**TASK OBJECTIVE**
Every line of the records below that holds the word "BTreeMap" should be copied out.

[[ EXTRACTED ENTRIES open ]]

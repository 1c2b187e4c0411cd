//! Configuration schema definitions.
//!
//! ```toml
//! [bot]
//! token = "123456:ABC..."
//!
//! [updates]
//! mode = "long-polling"
//! timeout_secs = 30
//!
//! [dispatcher]
//! max_concurrency = 64
//! handler_timeout_ms = 10000
//!
//! [logging]
//! level = "debug"
//! filters = { telex_transport = "info" }
//! ```

use std::collections::BTreeMap;
use std::fmt;
use std::path::PathBuf;
use std::time::Duration;

use serde::{Deserialize, Serialize};

use telex_framework::DispatcherConfig;
use telex_transport::{DEFAULT_API_URL, HttpBotConfig, LongPollingConfig, RetryConfig};

/// Root configuration structure.
#[derive(Debug, Clone, Default, PartialEq, Serialize, Deserialize)]
pub struct TelexConfig {
    #[serde(default)]
    pub bot: BotConfig,

    /// Where updates come from.
    #[serde(default)]
    pub updates: UpdatesConfig,

    #[serde(default)]
    pub dispatcher: DispatcherSettings,

    #[serde(default)]
    pub logging: LoggingConfig,
}

// =============================================================================
// Bot
// =============================================================================

/// Bot API client settings.
#[derive(Debug, Clone, PartialEq, Serialize, Deserialize)]
#[serde(default)]
pub struct BotConfig {
    /// Bot token. Usually supplied through `TELEX_BOT__TOKEN`.
    pub token: String,

    /// Base URL of the Bot API server.
    pub api_url: String,

    /// Timeout of a single API request, in seconds.
    pub request_timeout_secs: u64,
}

impl Default for BotConfig {
    fn default() -> Self {
        Self {
            token: String::new(),
            api_url: DEFAULT_API_URL.to_string(),
            request_timeout_secs: 60,
        }
    }
}

impl BotConfig {
    pub fn to_http_config(&self) -> HttpBotConfig {
        HttpBotConfig {
            api_url: self.api_url.clone(),
            request_timeout: Duration::from_secs(self.request_timeout_secs),
        }
    }
}

// =============================================================================
// Event Sources
// =============================================================================

/// Event Source selection.
#[derive(Debug, Clone, PartialEq, Serialize, Deserialize)]
#[serde(tag = "mode", rename_all = "kebab-case")]
pub enum UpdatesConfig {
    /// Pull updates with `getUpdates`.
    LongPolling(LongPollingSettings),

    /// Receive updates as HTTP `POST`s.
    Webhook(WebhookSettings),
}

impl Default for UpdatesConfig {
    fn default() -> Self {
        Self::LongPolling(LongPollingSettings::default())
    }
}

impl UpdatesConfig {
    pub fn mode(&self) -> &'static str {
        match self {
            Self::LongPolling(_) => "long-polling",
            Self::Webhook(_) => "webhook",
        }
    }
}

/// Long-polling settings.
#[derive(Debug, Clone, PartialEq, Serialize, Deserialize)]
#[serde(default)]
pub struct LongPollingSettings {
    /// Server-side wait per poll, in seconds.
    pub timeout_secs: u32,

    /// Maximum updates per poll, 1-100.
    pub limit: u32,

    /// Pause between polls, in milliseconds.
    pub interval_ms: u64,

    /// Update kinds to request.
    pub allowed_updates: Option<Vec<String>>,

    /// Drop updates that queued up while the bot was offline.
    pub drop_pending_updates: bool,

    pub retry: RetryConfig,
}

impl Default for LongPollingSettings {
    fn default() -> Self {
        Self {
            timeout_secs: 30,
            limit: 100,
            interval_ms: 0,
            allowed_updates: None,
            drop_pending_updates: false,
            retry: RetryConfig::default(),
        }
    }
}

impl LongPollingSettings {
    /// Builds the transport config; the channel shares the dispatcher's
    /// buffer size.
    pub fn to_polling_config(&self, buffer_size: usize) -> LongPollingConfig {
        LongPollingConfig {
            timeout_secs: self.timeout_secs,
            limit: self.limit,
            interval: Duration::from_millis(self.interval_ms),
            allowed_updates: self.allowed_updates.clone(),
            buffer_size,
            retry: self.retry.clone(),
        }
    }
}

/// Webhook settings.
#[derive(Debug, Clone, PartialEq, Serialize, Deserialize)]
#[serde(default)]
pub struct WebhookSettings {
    /// Local `ip:port` to bind.
    pub listen: String,

    /// Route path the platform posts to.
    pub path: String,

    /// Public HTTPS URL registered with `setWebhook`. When unset the webhook
    /// is assumed to be registered already.
    pub public_url: Option<String>,

    /// Secret echoed back in `X-Telegram-Bot-Api-Secret-Token`.
    pub secret_token: Option<String>,

    /// Maximum simultaneous connections the platform opens, 1-100.
    pub max_connections: Option<u32>,

    pub allowed_updates: Option<Vec<String>>,

    pub drop_pending_updates: bool,

    /// Call `deleteWebhook` on shutdown.
    pub delete_on_shutdown: bool,
}

impl Default for WebhookSettings {
    fn default() -> Self {
        Self {
            listen: "0.0.0.0:8443".to_string(),
            path: "/webhook".to_string(),
            public_url: None,
            secret_token: None,
            max_connections: None,
            allowed_updates: None,
            drop_pending_updates: false,
            delete_on_shutdown: true,
        }
    }
}

// =============================================================================
// Dispatcher
// =============================================================================

/// Dispatcher settings, in config-file units.
#[derive(Debug, Clone, PartialEq, Eq, Serialize, Deserialize)]
#[serde(default)]
pub struct DispatcherSettings {
    /// Capacity of the update channel between Event Source and dispatcher.
    pub buffer_size: usize,

    /// Upper bound on concurrently running chains.
    pub max_concurrency: Option<usize>,

    /// Turn handler panics into errors.
    pub recover_panics: bool,

    /// Deadline for every chain, in milliseconds.
    pub handler_timeout_ms: Option<u64>,
}

impl Default for DispatcherSettings {
    fn default() -> Self {
        let defaults = DispatcherConfig::default();
        Self {
            buffer_size: defaults.buffer_size,
            max_concurrency: defaults.max_concurrency,
            recover_panics: defaults.recover_panics,
            handler_timeout_ms: None,
        }
    }
}

impl DispatcherSettings {
    pub fn to_dispatcher_config(&self) -> DispatcherConfig {
        DispatcherConfig {
            buffer_size: self.buffer_size,
            max_concurrency: self.max_concurrency,
            recover_panics: self.recover_panics,
            handler_timeout: self.handler_timeout_ms.map(Duration::from_millis),
        }
    }
}

// =============================================================================
// Logging
// =============================================================================

/// Log verbosity.
#[derive(Debug, Clone, Copy, Default, PartialEq, Eq, Serialize, Deserialize)]
#[serde(rename_all = "lowercase")]
pub enum LogLevel {
    Trace,
    Debug,
    #[default]
    Info,
    Warn,
    Error,
}

impl LogLevel {
    pub fn as_str(&self) -> &'static str {
        match self {
            Self::Trace => "trace",
            Self::Debug => "debug",
            Self::Info => "info",
            Self::Warn => "warn",
            Self::Error => "error",
        }
    }

    pub fn to_tracing_level(self) -> tracing::Level {
        match self {
            Self::Trace => tracing::Level::TRACE,
            Self::Debug => tracing::Level::DEBUG,
            Self::Info => tracing::Level::INFO,
            Self::Warn => tracing::Level::WARN,
            Self::Error => tracing::Level::ERROR,
        }
    }
}

impl fmt::Display for LogLevel {
    fn fmt(&self, f: &mut fmt::Formatter<'_>) -> fmt::Result {
        f.write_str(self.as_str())
    }
}

/// Log line format.
#[derive(Debug, Clone, Copy, Default, PartialEq, Eq, Serialize, Deserialize)]
#[serde(rename_all = "lowercase")]
pub enum LogFormat {
    #[default]
    Compact,
    Full,
    Pretty,
    /// Requires the `json-log` feature; falls back to `full` without it.
    Json,
}

/// Log destination.
#[derive(Debug, Clone, Copy, Default, PartialEq, Eq, Serialize, Deserialize)]
#[serde(rename_all = "lowercase")]
pub enum LogOutput {
    #[default]
    Stdout,
    Stderr,
    File,
}

/// File rotation for [`LogOutput::File`].
#[derive(Debug, Clone, Copy, Default, PartialEq, Eq, Serialize, Deserialize)]
#[serde(rename_all = "lowercase")]
pub enum LogRotation {
    #[default]
    Never,
    Hourly,
    Daily,
}

/// Which span lifecycle events are logged.
#[derive(Debug, Clone, Default, PartialEq, Eq, Serialize, Deserialize)]
#[serde(default)]
pub struct SpanEventConfig {
    pub new: bool,
    pub enter: bool,
    pub exit: bool,
    pub close: bool,
}

/// Logging settings.
#[derive(Debug, Clone, Default, PartialEq, Serialize, Deserialize)]
#[serde(default)]
pub struct LoggingConfig {
    pub level: LogLevel,
    pub format: LogFormat,
    pub output: LogOutput,

    /// Log file for [`LogOutput::File`].
    pub file_path: Option<PathBuf>,
    pub rotation: LogRotation,

    /// Per-target levels, e.g. `telex_transport = "warn"`.
    pub filters: BTreeMap<String, LogLevel>,

    pub thread_ids: bool,

    /// Include file and line of each event.
    pub file_location: bool,

    pub span_events: SpanEventConfig,
}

[[ EXTRACTED ENTRIES closed ]]

**RESPONSE FOR THIS EXERCISE**
use std::collections::BTreeMap;
    pub filters: BTreeMap<String, LogLevel>,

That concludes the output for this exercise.